AIM OF THE EXERCISE: Wherever the word "root" appears in a line of the records, copy that line.

EXCERPTED DATA:
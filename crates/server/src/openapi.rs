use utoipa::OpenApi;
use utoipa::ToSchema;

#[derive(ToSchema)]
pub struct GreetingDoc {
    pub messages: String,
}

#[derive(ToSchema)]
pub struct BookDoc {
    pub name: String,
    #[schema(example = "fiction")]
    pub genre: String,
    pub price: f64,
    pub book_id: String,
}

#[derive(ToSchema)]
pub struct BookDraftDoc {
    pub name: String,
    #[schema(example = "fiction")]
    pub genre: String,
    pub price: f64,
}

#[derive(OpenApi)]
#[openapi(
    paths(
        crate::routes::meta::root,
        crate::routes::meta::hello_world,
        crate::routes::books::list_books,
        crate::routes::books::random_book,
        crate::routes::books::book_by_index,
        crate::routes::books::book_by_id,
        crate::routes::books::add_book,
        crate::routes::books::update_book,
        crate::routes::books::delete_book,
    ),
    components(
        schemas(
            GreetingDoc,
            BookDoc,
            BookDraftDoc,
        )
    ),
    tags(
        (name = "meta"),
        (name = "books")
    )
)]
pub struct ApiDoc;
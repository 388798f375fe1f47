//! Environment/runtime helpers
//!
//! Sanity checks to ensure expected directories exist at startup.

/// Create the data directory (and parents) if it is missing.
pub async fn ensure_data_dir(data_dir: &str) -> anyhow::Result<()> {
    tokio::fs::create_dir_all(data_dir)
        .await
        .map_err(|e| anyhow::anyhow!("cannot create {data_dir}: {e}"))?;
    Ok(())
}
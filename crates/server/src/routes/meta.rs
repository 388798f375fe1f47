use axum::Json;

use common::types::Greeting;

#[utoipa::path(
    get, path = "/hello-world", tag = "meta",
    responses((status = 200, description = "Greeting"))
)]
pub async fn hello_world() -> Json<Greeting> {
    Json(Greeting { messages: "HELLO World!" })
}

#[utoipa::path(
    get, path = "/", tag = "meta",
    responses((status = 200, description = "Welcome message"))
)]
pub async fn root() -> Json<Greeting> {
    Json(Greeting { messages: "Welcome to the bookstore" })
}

FINAL ANSWER:
        crate::routes::meta::root,
pub async fn root() -> Json<Greeting> {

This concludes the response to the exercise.